4 de julho. O Exército Patriótico Ruandês (APR, na sigla em francês, da etnia tutsi) toma Kigali e Butare.

13 de julho. Várias centenas de milhares de refugiados ruandeses chegam a Goma, no Zaire.

 

27 de julho. 20 mil pessoas que agora vivem em acampamentos em Goma morrem de cólera.

 

30 de setembro. Equipe internacional de MSF é ameaçada no campo de Katale, em Goma, e MSF retira suas equipes da região.

 

18 de novembro. O centro operacional francês de MSF se retira dos campos de refugiados ruandeses no Zaire.

 

1995

Dezembro. As últimas equipes de MSF se retiram dos campos de refugiados ruandeses no Zaire.

 

1996

18 de outubro. A Aliança das Forças Democráticas pela Libertação do Congo-Zaire (AFDL) torna-se oficial. Laurent Désiré Kabila é o porta-voz.

 

26 – 27 de outubro. O APR ataca os campos de refugiados ruandeses de Kibumba e Katale, no Kivu do Norte.

 

31 de outubro. O APR e a AFDL tomam Goma e MSF evacua suas equipes dois dias depois.

 

8 de novembro. MSF pede zonas de proteção civil e intervenção militar internacional.

 

15 de novembro. O APR ataca o campo de Mugunga, no Kivu. Entre 400 e 700 mil refugiados fogem para Ruanda.

 

15 de dezembro. MSF presta assistência em Tingi-Tingi (Zaire), onde quase 70 mil refugiados procuraram abrigo.

 

1997

7 de janeiro. A taxa de mortalidade de crianças com menos de 5 anos em Tingi-Tingi é de 50%.

 

7 de fevereiro.
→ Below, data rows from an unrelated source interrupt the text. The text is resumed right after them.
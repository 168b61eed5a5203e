//! Dead-letter consumer: drains poisoned tasks, keeps the backlog gauge
//! current and alerts when the backlog crosses the overflow threshold.

use anyhow::{Context, Result};
use clap::Parser;
use tracing::info;

use dealbot_backend::config::Settings;
use dealbot_backend::notifier::Monitoring;
use dealbot_backend::observability;
use dealbot_backend::queue::{RedisQueue, Shard};

#[derive(Debug, Parser)]
#[command(name = "dealbot-dlq", about = "Dead-letter consumer")]
struct Args {
    #[arg(long, env = "WORKER_SITE")]
    site: Option<String>,
    #[arg(long, env = "WORKER_GEOID")]
    geoid: Option<String>,
    #[arg(long, env = "WORKER_CATEGORY")]
    category: Option<String>,
    #[arg(long, env = "WORKER_CONSUMER", default_value = "dlq-1")]
    consumer: String,
}

#[tokio::main]
async fn main() -> Result<()> {
    let args = Args::parse();
    let settings = Settings::from_env();
    observability::logging::init();
    observability::metrics::install_exporter(settings.metrics_port)?;

    let queue = RedisQueue::connect(&settings.redis_url, &settings.queue_stream)
        .await
        .context("connect queue")?;
    let monitoring = Monitoring::from_settings(&settings);
    let shard = Shard {
        site: args.site,
        geoid: args.geoid,
        category: args.category,
    };

    info!("dlq worker up");
    tokio::select! {
        result = queue.consume_dlq(
            &shard,
            &args.consumer,
            settings.dlq_overflow_threshold,
            &monitoring,
            |task| async move {
                info!(url = %task.url, site = %task.site, "dead-lettered task");
                Ok(())
            },
        ) => result?,
        _ = tokio::signal::ctrl_c() => info!("shutting down"),
    }
    Ok(())
}
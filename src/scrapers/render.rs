//! Headless-browser render pool.
//!
//! One long-lived Chrome instance with a fixed pool of isolated browser
//! contexts, per-domain semaphores for politeness, a Redis-backed HTML cache
//! with conditional revalidation (ETag / If-Modified-Since) and HTML+PNG
//! snapshots of failed pages. The pool has an explicit `start`/`stop`
//! lifecycle; nothing is initialized implicitly.

use std::collections::HashMap;
use std::sync::Arc;
use std::time::{Duration, Instant};

use anyhow::{anyhow, Context as AnyhowContext, Result};
use chromiumoxide::browser::{Browser, BrowserConfig};
use chromiumoxide::cdp::browser_protocol::browser::BrowserContextId;
use chromiumoxide::cdp::browser_protocol::network::{
    ClearBrowserCookiesParams, CookieParam, EventResponseReceived, Headers, ResourceType,
    SetExtraHttpHeadersParams,
};
use chromiumoxide::cdp::browser_protocol::page::CaptureScreenshotFormat;
use chromiumoxide::cdp::browser_protocol::storage::ClearDataForOriginParams;
use chromiumoxide::cdp::browser_protocol::target::{CreateBrowserContextParams, CreateTargetParams};
use chromiumoxide::page::{Page, ScreenshotParams};
use futures_util::StreamExt;
use metrics::{counter, histogram};
use parking_lot::Mutex;
use rand::Rng;
use redis::aio::ConnectionManager;
use redis::AsyncCommands;
use serde::{Deserialize, Serialize};
use tokio::sync::{Mutex as AsyncMutex, Semaphore};
use tokio::task::JoinHandle;
use tracing::{debug, warn};
use url::Url;

use crate::config::Settings;
use crate::error::TaskError;
use crate::scrapers::adapters::Cookie;
use crate::scrapers::robots::RobotsCache;
use crate::storage::{SnapshotStore, PREFIX_ERRORS};

pub const DEFAULT_UA: &str = "Mozilla/5.0 (Windows NT 10.0; Win64; x64) \
AppleWebKit/537.36 (KHTML, like Gecko) Chrome/122.0.0.0 Safari/537.36";

const META_TTL_SECS: u64 = 24 * 3600;
const CACHE_TTL_MIN: u64 = 30;
const CACHE_TTL_MAX: u64 = 180;
const SELECTOR_POLL: Duration = Duration::from_millis(250);

/// Per-fetch knobs; the defaults match a category listing fetch.
#[derive(Debug, Clone)]
pub struct FetchOptions {
    pub cookies: Vec<Cookie>,
    pub wait_selector: Option<String>,
    pub extra_headers: HashMap<String, String>,
    pub region_hint: Option<String>,
    pub timeout_ms: u64,
    pub sleep_ms: u64,
    pub sleep_jitter_ms: u64,
    pub cache_ttl: Option<u64>,
    pub etag: Option<String>,
    pub last_modified: Option<String>,
}

impl Default for FetchOptions {
    fn default() -> Self {
        Self {
            cookies: Vec::new(),
            wait_selector: None,
            extra_headers: HashMap::new(),
            region_hint: None,
            timeout_ms: 60_000,
            sleep_ms: 2_000,
            sleep_jitter_ms: 1_000,
            cache_ttl: None,
            etag: None,
            last_modified: None,
        }
    }
}

#[derive(Debug, Clone)]
pub struct FetchResult {
    pub html: String,
    pub screenshot: Vec<u8>,
    pub from_cache: bool,
}

/// Conditional-request metadata kept alongside the cache for 24 h.
#[derive(Debug, Clone, Default, Serialize, Deserialize)]
struct RenderMeta {
    html: String,
    etag: Option<String>,
    last_modified: Option<String>,
}

pub struct RenderPool {
    browser: Arc<AsyncMutex<Browser>>,
    handler: Mutex<Option<JoinHandle<()>>>,
    ctx_permits: Arc<Semaphore>,
    ctx_pool: Arc<Mutex<Vec<BrowserContextId>>>,
    domain_sems: Mutex<HashMap<String, Arc<Semaphore>>>,
    per_domain: usize,
    domain_errors: Mutex<HashMap<String, u32>>,
    redis: ConnectionManager,
    snapshots: SnapshotStore,
    robots: RobotsCache,
}
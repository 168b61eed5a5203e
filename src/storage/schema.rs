//! SQLite schema. Products own offers and price history (cascade delete);
//! users own favorites. `price_history` is append-only.

pub const SCHEMA: &str = "
CREATE TABLE IF NOT EXISTS products (
    id              INTEGER PRIMARY KEY AUTOINCREMENT,
    source          TEXT NOT NULL,
    external_id     TEXT NOT NULL,
    title           TEXT NOT NULL,
    url             TEXT NOT NULL UNIQUE,
    img             TEXT,
    img_hash        TEXT,
    brand           TEXT,
    category        TEXT,
    finger          TEXT NOT NULL,
    geoid_created   TEXT,
    avg_price_30d   INTEGER,
    min_price_30d   INTEGER,
    avg_price_90d   INTEGER,
    min_price_90d   INTEGER,
    trend_30d       REAL,
    UNIQUE (source, external_id)
);
CREATE INDEX IF NOT EXISTS ix_products_finger ON products(finger);
CREATE INDEX IF NOT EXISTS ix_products_img_hash ON products(img_hash);

CREATE TABLE IF NOT EXISTS offers (
    id              INTEGER PRIMARY KEY AUTOINCREMENT,
    product_id      INTEGER NOT NULL REFERENCES products(id) ON DELETE CASCADE,
    price           INTEGER,
    price_old       INTEGER,
    price_final     INTEGER,
    seller          TEXT,
    shipping_days   INTEGER,
    promo_flags     TEXT,
    price_in_cart   INTEGER NOT NULL DEFAULT 0,
    subscription    INTEGER NOT NULL DEFAULT 0,
    scraped_at      INTEGER NOT NULL,
    discount_pct    REAL,
    abs_saving      INTEGER,
    score           REAL,
    fake_msrp       INTEGER
);
CREATE INDEX IF NOT EXISTS ix_offers_product_time ON offers(product_id, scraped_at);
CREATE INDEX IF NOT EXISTS ix_offers_price_final ON offers(price_final);

CREATE TABLE IF NOT EXISTS price_history (
    id              INTEGER PRIMARY KEY AUTOINCREMENT,
    product_id      INTEGER NOT NULL REFERENCES products(id) ON DELETE CASCADE,
    ts              INTEGER NOT NULL,
    price_final     INTEGER,
    seller          TEXT
);
CREATE INDEX IF NOT EXISTS ix_history_product_ts ON price_history(product_id, ts);

CREATE TABLE IF NOT EXISTS events (
    id              INTEGER PRIMARY KEY AUTOINCREMENT,
    product_id      INTEGER NOT NULL REFERENCES products(id) ON DELETE CASCADE,
    ts              INTEGER NOT NULL,
    kind            TEXT NOT NULL,
    payload         TEXT
);
CREATE INDEX IF NOT EXISTS ix_events_product_ts ON events(product_id, ts);

CREATE TABLE IF NOT EXISTS users (
    id              INTEGER PRIMARY KEY AUTOINCREMENT,
    chat_id         INTEGER NOT NULL UNIQUE,
    geoid           TEXT NOT NULL DEFAULT '213',
    min_discount    INTEGER NOT NULL DEFAULT 25,
    min_score       INTEGER NOT NULL DEFAULT 70,
    filters         TEXT,
    score_weights   TEXT,
    schedule_cron   TEXT
);

CREATE TABLE IF NOT EXISTS favorites (
    id              INTEGER PRIMARY KEY AUTOINCREMENT,
    user_id         INTEGER NOT NULL REFERENCES users(id) ON DELETE CASCADE,
    product_id      INTEGER NOT NULL REFERENCES products(id) ON DELETE CASCADE,
    created_at      INTEGER NOT NULL,
    geoid           TEXT,
    min_discount    INTEGER,
    min_score       INTEGER,
    schedule_cron   TEXT
);
CREATE INDEX IF NOT EXISTS ix_favorites_user ON favorites(user_id);
";
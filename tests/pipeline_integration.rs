//! End-to-end pipeline semantics on an in-memory store: normalize → dedupe →
//! upsert → features → score → filter, without a browser in the loop.

use chrono::{Duration, Utc};

use dealbot_backend::models::{RawOffer, Site};
use dealbot_backend::processing::features::trend_30d;
use dealbot_backend::processing::{dedupe_offers, normalize, persist_and_score, ScoreContext};
use dealbot_backend::storage::Store;

const SHIPPING_COST: i64 = 199;

fn raw_card(title: &str, url: &str, price: i64, img: Option<&str>) -> RawOffer {
    let mut raw = RawOffer::new(Site::Ozon, title, url);
    raw.price = Some(price);
    raw.img = img.map(|s| s.to_string());
    raw.geoid = Some("213".into());
    raw
}

#[tokio::test]
async fn raw_cards_flow_to_ranked_deals() {
    let store = Store::open_in_memory(None).unwrap();
    let now = Utc::now();

    // Two cards for the same product (one cheaper), one unrelated card.
    let raws = vec![
        raw_card(
            "Ноутбук Lenovo IdeaPad 3",
            "https://www.ozon.ru/product/lenovo-1/",
            52_000,
            Some("https://cdn/lenovo.jpg"),
        ),
        raw_card(
            "ноутбук  lenovo   ideapad 3",
            "https://www.ozon.ru/product/lenovo-2/",
            48_000,
            Some("https://cdn/lenovo-alt.jpg"),
        ),
        raw_card(
            "Смартфон Xiaomi Redmi 12",
            "https://www.ozon.ru/product/xiaomi-3/",
            12_000,
            None,
        ),
    ];

    let normalized: Vec<_> = raws
        .iter()
        .enumerate()
        .map(|(i, raw)| normalize(raw, format!("id-{i}"), SHIPPING_COST))
        .collect();
    // Equal normalized titles produce equal fingerprints and collapse to the
    // cheaper offer.
    assert_eq!(normalized[0].finger, normalized[1].finger);
    let deduped = dedupe_offers(normalized);
    assert_eq!(deduped.len(), 2);
    assert_eq!(deduped[0].price_final, Some(48_000));

    let ctx = ScoreContext::new(0, 0, None);
    let deals = persist_and_score(&store, &ctx, &deduped, now).await.unwrap();
    assert_eq!(deals.len(), 2);
    assert!(deals[0].score >= deals[1].score);

    // Upserts created one product per URL with aggregates persisted.
    let lenovo = store
        .product_by_url("https://www.ozon.ru/product/lenovo-2/")
        .await
        .unwrap()
        .unwrap();
    assert_eq!(lenovo.avg_price_30d, Some(48_000));
    assert_eq!(lenovo.brand.as_deref(), Some("Lenovo"));
    assert!(lenovo.img_hash.is_some());
}

#[tokio::test]
async fn repeated_runs_accumulate_append_only_history() {
    let store = Store::open_in_memory(None).unwrap();
    let now = Utc::now();
    let raw = raw_card("Телевизор LG 50", "https://www.ozon.ru/product/lg-5/", 30_000, None);
    let n = normalize(&raw, "lg-5".into(), SHIPPING_COST);

    let ctx = ScoreContext::new(0, 1_000_000, None);
    for day in [3, 2, 1] {
        persist_and_score(&store, &ctx, &[n.clone()], now - Duration::days(day))
            .await
            .unwrap();
    }
    let product = store
        .product_by_url("https://www.ozon.ru/product/lg-5/")
        .await
        .unwrap()
        .unwrap();
    assert_eq!(store.history_len(product.id).await.unwrap(), 3);
}

#[tokio::test]
async fn reference_history_yields_expected_features() {
    let store = Store::open_in_memory(None).unwrap();
    let now = Utc::now();
    let url = "https://www.ozon.ru/product/ref-7/";

    for (days_ago, price) in [(40, 200), (20, 100), (10, 80), (1, 120)] {
        let mut raw = raw_card("Эталонный товар", url, price, None);
        raw.price = Some(price);
        let n = normalize(&raw, "ref-7".into(), SHIPPING_COST);
        store
            .upsert_offer(&n, now - Duration::days(days_ago))
            .await
            .unwrap();
    }
    let product = store.product_by_url(url).await.unwrap().unwrap();

    let stats30 = store.window_stats(product.id, 30, now).await.unwrap();
    let stats90 = store.window_stats(product.id, 90, now).await.unwrap();
    assert_eq!(stats30.avg, Some(100));
    assert_eq!(stats30.min, Some(80));
    assert_eq!(stats90.avg, Some(125));
    assert_eq!(stats90.min, Some(80));

    let points = store.history_points_30d(product.id, now).await.unwrap();
    let trend = trend_30d(&points).unwrap();
    // OLS slope ≈ 0.9963/day projected over 30 days of the first price (100).
    assert!((trend - 29.89).abs() < 0.01, "trend={trend}");
}
//! Tracing setup shared by all binaries.

use tracing_subscriber::layer::SubscriberExt;
use tracing_subscriber::util::SubscriberInitExt;

/// Installs the global subscriber: `RUST_LOG`-driven filtering with a
/// compact fmt layer. Call once per process.
pub fn init() {
    tracing_subscriber::registry()
        .with(
            tracing_subscriber::EnvFilter::try_from_default_env()
                .unwrap_or_else(|_| tracing_subscriber::EnvFilter::new("info")),
        )
        .with(tracing_subscriber::fmt::layer())
        .init();
}
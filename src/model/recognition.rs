use chrono::{DateTime, Utc};
use serde::{Deserialize, Serialize};

use crate::model::{Point, Rect};

/// Outcome of one matching attempt.
#[derive(Debug, Clone, PartialEq, Serialize, Deserialize)]
pub struct RecognitionResult {
    matched: bool,
    rect: Rect,
    confidence: f64,
    template: String,
    timestamp: DateTime<Utc>,
}

impl RecognitionResult {
    /// A match at `rect`. The confidence is clamped to `[0, 1]` (NaN becomes 0).
    pub fn matched(template: impl Into<String>, rect: Rect, confidence: f64) -> Self {
        let confidence = if confidence.is_nan() {
            0.0
        } else {
            confidence.clamp(0.0, 1.0)
        };
        Self {
            matched: true,
            rect,
            confidence,
            template: template.into(),
            timestamp: Utc::now(),
        }
    }

    /// No match: zero confidence and an empty rectangle.
    pub fn no_match(template: impl Into<String>) -> Self {
        Self {
            matched: false,
            rect: Rect::default(),
            confidence: 0.0,
            template: template.into(),
            timestamp: Utc::now(),
        }
    }

    pub fn is_match(&self) -> bool {
        self.matched
    }

    pub fn rect(&self) -> Rect {
        self.rect
    }

    /// Centre of the matched rectangle, if this is a match.
    pub fn center(&self) -> Option<Point> {
        self.matched.then(|| self.rect.center())
    }

    pub fn confidence(&self) -> f64 {
        self.confidence
    }

    pub fn template(&self) -> &str {
        &self.template
    }

    pub fn timestamp(&self) -> DateTime<Utc> {
        self.timestamp
    }
}

#[cfg(test)]
mod tests {
    use super::*;

    #[test]
    fn no_match_is_empty() {
        let r = RecognitionResult::no_match("ok");
        assert!(!r.is_match());
        assert_eq!(r.confidence(), 0.0);
        assert!(r.rect().is_empty());
        assert_eq!(r.center(), None);
    }

    #[test]
    fn match_confidence_is_clamped() {
        let rect = Rect::new(10, 10, 4, 4);
        assert_eq!(RecognitionResult::matched("a", rect, 1.2).confidence(), 1.0);
        assert_eq!(RecognitionResult::matched("a", rect, -0.3).confidence(), 0.0);
        assert_eq!(RecognitionResult::matched("a", rect, f64::NAN).confidence(), 0.0);
        assert_eq!(
            RecognitionResult::matched("a", rect, 0.5).center(),
            Some(Point::new(12, 12))
        );
    }
}
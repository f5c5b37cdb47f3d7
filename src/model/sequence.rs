use std::collections::HashSet;
use std::sync::Arc;
use std::time::Duration;

use serde::{Deserialize, Deserializer, Serialize, Serializer};

use crate::error::ValidationError;
use crate::model::{ActionId, ActionKind, GameAction};

/// Ordered, immutable list of actions.
///
/// Cloning is cheap (shared storage). Every edit returns a new sequence and the
/// receiver is left untouched. Equality compares the ordered actions, ids included.
#[derive(Debug, Clone, Default, PartialEq)]
pub struct ActionSequence {
    actions: Arc<[GameAction]>,
}

impl ActionSequence {
    pub fn new(actions: Vec<GameAction>) -> Self {
        Self {
            actions: actions.into(),
        }
    }

    /// Build a sequence from a timeline of `(elapsed_ms_since_start, kind)` pairs,
    /// converting the absolute offsets to per-action delays. Out-of-order offsets
    /// produce a zero delay rather than a negative one.
    pub fn from_timeline<I>(timeline: I) -> Self
    where
        I: IntoIterator<Item = (u64, ActionKind)>,
    {
        let mut previous = 0u64;
        let actions = timeline
            .into_iter()
            .map(|(elapsed, kind)| {
                let delay = elapsed.saturating_sub(previous);
                previous = previous.max(elapsed);
                GameAction::new(kind, delay)
            })
            .collect();
        Self::new(actions)
    }

    pub fn len(&self) -> usize {
        self.actions.len()
    }

    pub fn is_empty(&self) -> bool {
        self.actions.is_empty()
    }

    pub fn iter(&self) -> std::slice::Iter<'_, GameAction> {
        self.actions.iter()
    }

    pub fn as_slice(&self) -> &[GameAction] {
        &self.actions
    }

    pub fn get(&self, index: usize) -> Option<&GameAction> {
        self.actions.get(index)
    }

    pub fn position(&self, id: ActionId) -> Option<usize> {
        self.actions.iter().position(|a| a.id() == id)
    }

    /// Sum of the per-action delays of the top-level actions.
    pub fn total_duration(&self) -> Duration {
        Duration::from_millis(self.actions.iter().map(GameAction::delay_ms).sum())
    }

    /// Scheduled start of every action, measured from the sequence start.
    pub fn elapsed_offsets(&self) -> Vec<u64> {
        self.actions
            .iter()
            .scan(0u64, |elapsed, action| {
                *elapsed += action.delay_ms();
                Some(*elapsed)
            })
            .collect()
    }

    /// New sequence with `action` appended.
    #[must_use]
    pub fn with_action(&self, action: GameAction) -> Self {
        let mut actions = self.actions.to_vec();
        actions.push(action);
        Self::new(actions)
    }

    /// New sequence with `action` inserted before `index` (`index == len` appends).
    pub fn inserted(&self, index: usize, action: GameAction) -> Result<Self, ValidationError> {
        if index > self.len() {
            return Err(ValidationError::IndexOutOfRange {
                index,
                len: self.len(),
            });
        }
        let mut actions = self.actions.to_vec();
        actions.insert(index, action);
        Ok(Self::new(actions))
    }

    /// New sequence without the action carrying `id`.
    pub fn without(&self, id: ActionId) -> Result<Self, ValidationError> {
        let index = self
            .position(id)
            .ok_or(ValidationError::UnknownAction(id))?;
        let mut actions = self.actions.to_vec();
        actions.remove(index);
        Ok(Self::new(actions))
    }

    /// New sequence with the action carrying `action.id()` replaced by `action`.
    pub fn replaced(&self, action: GameAction) -> Result<Self, ValidationError> {
        let index = self
            .position(action.id())
            .ok_or(ValidationError::UnknownAction(action.id()))?;
        let mut actions = self.actions.to_vec();
        actions[index] = action;
        Ok(Self::new(actions))
    }

    /// New sequence holding exactly the actions named by `ids`, in that order.
    ///
    /// A full permutation reorders everything; a partial list keeps only the named
    /// actions. Unknown or repeated ids are rejected.
    pub fn reordered(&self, ids: &[ActionId]) -> Result<Self, ValidationError> {
        let mut seen = HashSet::with_capacity(ids.len());
        let mut actions = Vec::with_capacity(ids.len());
        for &id in ids {
            if !seen.insert(id) {
                return Err(ValidationError::DuplicateAction(id));
            }
            let action = self
                .actions
                .iter()
                .find(|a| a.id() == id)
                .ok_or(ValidationError::UnknownAction(id))?;
            actions.push(action.clone());
        }
        Ok(Self::new(actions))
    }

    /// Validate every action (and nested sub-sequences) of a top-level sequence.
    pub fn validate(&self, max_depth: usize) -> Result<(), ValidationError> {
        self.validate_nested(0, max_depth)
    }

    pub(crate) fn validate_nested(&self, depth: usize, max_depth: usize) -> Result<(), ValidationError> {
        let mut seen = HashSet::with_capacity(self.len());
        for action in self.iter() {
            if !seen.insert(action.id()) {
                return Err(ValidationError::DuplicateAction(action.id()));
            }
            action.validate(depth, max_depth)?;
        }
        Ok(())
    }
}

impl From<Vec<GameAction>> for ActionSequence {
    fn from(actions: Vec<GameAction>) -> Self {
        Self::new(actions)
    }
}

impl FromIterator<GameAction> for ActionSequence {
    fn from_iter<T: IntoIterator<Item = GameAction>>(iter: T) -> Self {
        Self::new(iter.into_iter().collect())
    }
}

impl<'a> IntoIterator for &'a ActionSequence {
    type Item = &'a GameAction;
    type IntoIter = std::slice::Iter<'a, GameAction>;

    fn into_iter(self) -> Self::IntoIter {
        self.iter()
    }
}

impl Serialize for ActionSequence {
    fn serialize<S: Serializer>(&self, serializer: S) -> Result<S::Ok, S::Error> {
        self.actions.as_ref().serialize(serializer)
    }
}

impl<'de> Deserialize<'de> for ActionSequence {
    fn deserialize<D: Deserializer<'de>>(deserializer: D) -> Result<Self, D::Error> {
        Vec::<GameAction>::deserialize(deserializer).map(Self::new)
    }
}

#[cfg(test)]
mod tests {
    use super::*;
    use crate::model::{Key, MouseButton};

    fn sample() -> ActionSequence {
        ActionSequence::new(vec![
            GameAction::key_down(Key::Char('a'), 0),
            GameAction::key_up(Key::Char('a'), 50),
            GameAction::mouse_move(10, 20, 25),
            GameAction::mouse_down(MouseButton::Left, 10, 20, 5),
        ])
    }

    #[test]
    fn total_duration_is_sum_of_deltas() {
        let seq = sample();
        assert_eq!(seq.len(), 4);
        assert_eq!(seq.total_duration(), Duration::from_millis(80));
        assert_eq!(seq.elapsed_offsets(), vec![0, 50, 75, 80]);
        assert_eq!(ActionSequence::default().total_duration(), Duration::ZERO);
    }

    #[test]
    fn add_then_remove_restores_content() {
        let seq = sample();
        let extra = GameAction::delay(300);
        let grown = seq.with_action(extra.clone());
        assert_eq!(grown.len(), 5);
        assert_eq!(seq.len(), 4, "original must be untouched");

        let restored = grown.without(extra.id()).unwrap();
        assert_eq!(restored, seq);
        assert_eq!(restored.total_duration(), seq.total_duration());
    }

    #[test]
    fn full_permutation_preserves_count_and_duration() {
        let seq = sample();
        let mut ids: Vec<_> = seq.iter().map(GameAction::id).collect();
        ids.reverse();
        let reversed = seq.reordered(&ids).unwrap();
        assert_eq!(reversed.len(), seq.len());
        assert_eq!(reversed.total_duration(), seq.total_duration());
        assert_eq!(reversed.get(0).unwrap().id(), ids[0]);
    }

    #[test]
    fn partial_reorder_keeps_only_named_actions() {
        let seq = sample();
        let ids = [seq.get(2).unwrap().id(), seq.get(0).unwrap().id()];
        let partial = seq.reordered(&ids).unwrap();
        assert_eq!(partial.len(), 2);
        assert_eq!(partial.get(0).unwrap().id(), ids[0]);
        assert_eq!(partial.get(1).unwrap().id(), ids[1]);
    }

    #[test]
    fn reorder_rejects_unknown_and_duplicate_ids() {
        let seq = sample();
        let first = seq.get(0).unwrap().id();
        assert_eq!(
            seq.reordered(&[first, first]),
            Err(ValidationError::DuplicateAction(first))
        );
        let stranger = ActionId::new();
        assert_eq!(
            seq.reordered(&[stranger]),
            Err(ValidationError::UnknownAction(stranger))
        );
    }

    #[test]
    fn insert_checks_bounds() {
        let seq = sample();
        let a = GameAction::delay(1);
        let inserted = seq.inserted(1, a.clone()).unwrap();
        assert_eq!(inserted.position(a.id()), Some(1));
        assert!(matches!(
            seq.inserted(9, a),
            Err(ValidationError::IndexOutOfRange { index: 9, len: 4 })
        ));
    }

    #[test]
    fn timeline_becomes_deltas() {
        let seq = ActionSequence::from_timeline([
            (0, ActionKind::KeyDown { key: Key::Char('a') }),
            (50, ActionKind::KeyUp { key: Key::Char('a') }),
            (40, ActionKind::Delay),
        ]);
        let delays: Vec<_> = seq.iter().map(GameAction::delay_ms).collect();
        assert_eq!(delays, vec![0, 50, 0]);
    }

    #[test]
    fn serializes_as_plain_array() {
        let seq = sample();
        let json = serde_json::to_string(&seq).unwrap();
        assert!(json.starts_with('['));
        let back: ActionSequence = serde_json::from_str(&json).unwrap();
        assert_eq!(back, seq);
    }
}
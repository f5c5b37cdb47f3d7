#![allow(clippy::missing_errors_doc, clippy::missing_panics_doc)]

/*!
Executor module for autoreplay.

This module wires together:
- `context`: the per-run `ExecutionContext` (variables, parameters, templates,
  options, progress sink) and the shared `ExecutionControl` handle
- `result`: statuses and the `ExecutionResult` / `ActionResult` records
- `runtime`: `ExecutionEngine`, the interpreter driving replay and recognition

Typical usage:
- Build an `ExecutionEngine` from an `InputReplayer` and a `RecognitionEngine`.
- Call `execute` (or `execute_script`) with a context; use `pause`, `resume`
  and `cancel` from another task while it runs.

Example:
```no_run
use std::sync::Arc;
use std::time::Duration;
use autoreplay::executor::{ExecutionContext, ExecutionEngine};
use autoreplay::model::{ActionSequence, GameAction, Key};
use autoreplay::replay::MemoryReplayer;
use autoreplay::vision::{RecognitionEngine, ScreenCapture, TemplateMatcher};

# async fn demo() {
let recognition = RecognitionEngine::new(
    Arc::new(ScreenCapture::new()),
    TemplateMatcher::default(),
    Duration::from_millis(100),
);
let engine = ExecutionEngine::new(Arc::new(MemoryReplayer::new()), recognition);
let sequence = ActionSequence::new(vec![
    GameAction::key_down(Key::Char('a'), 0),
    GameAction::key_up(Key::Char('a'), 50),
]);
let result = engine.execute(&sequence, &mut ExecutionContext::default()).await;
println!("{:?}", result.status);
# }
```
*/

pub mod context;
pub mod result;
pub mod runtime;

// Re-exports for convenient access from `autoreplay::executor::*`
pub use context::{ExecutionContext, ExecutionControl, ExecutionOptions, ExecutionProgress, ProgressSink};
pub use result::{ActionResult, ActionStatus, ExecutionResult, ExecutionStatus};
pub use runtime::ExecutionEngine;
use std::future::Future;
use std::pin::Pin;
use std::sync::Arc;
use std::sync::atomic::{AtomicBool, Ordering};
use std::time::{Duration, Instant};

use rand::Rng;
use tokio::task::JoinHandle;
use tokio_util::sync::CancellationToken;
use tracing::{debug, info, trace, warn};

use super::context::{ExecutionContext, ExecutionControl, ExecutionProgress};
use super::result::{ActionResult, ActionStatus, ExecutionResult, ExecutionStatus};
use crate::model::{
    ActionId, ActionKind, ActionSequence, Condition, GameAction, ImageTemplate, Key, MouseButton,
    RecognitionResult, Rect, Script,
};
use crate::replay::{InputAction, InputReplayer, Scale};
use crate::utils::interpolation::interpolate;
use crate::vision::{RecognitionEngine, WaitOutcome};

type BoxFuture<'a, T> = Pin<Box<dyn Future<Output = T> + Send + 'a>>;

/// Interprets action sequences against an input replayer and a recognition engine.
///
/// Clones share the same control handle, so at most one execution runs per
/// engine family at any time.
#[derive(Clone)]
pub struct ExecutionEngine {
    replayer: Arc<dyn InputReplayer>,
    recognition: RecognitionEngine,
    control: ExecutionControl,
}

impl std::fmt::Debug for ExecutionEngine {
    fn fmt(&self, f: &mut std::fmt::Formatter<'_>) -> std::fmt::Result {
        f.debug_struct("ExecutionEngine")
            .field("replayer", &self.replayer.name())
            .field("recognition", &self.recognition)
            .field("status", &self.control.status())
            .finish()
    }
}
Dada a proximidade da frente de batalha, MSF não está mais presente de forma permanente em Tingi-Tingi.

 

2 de março. O APR e a AFDL tomam Tingi-Tingi e 160 mil refugiados fogem.

 

15 de março. O APR e a AFDL tomam Kisangani. Organizações de ajuda humanitária, incluindo MSF, haviam se retirado duas semanas antes.

 

A primavera assiste a uma sucessão de massacres perpetrados contra refugiados em fuga entre Kisangani e Mbandaka.

 

26 Abril. MSF divulga comunicado à imprensa: “Três propostas para acabar com a política de extermínio de refugiados ruandeses no Zaire.”

 

20 de maio. A imprensa publica extratos de um relatório do MSF denunciando o desaparecimento de 190 mil refugiados ruandeses no Zaire.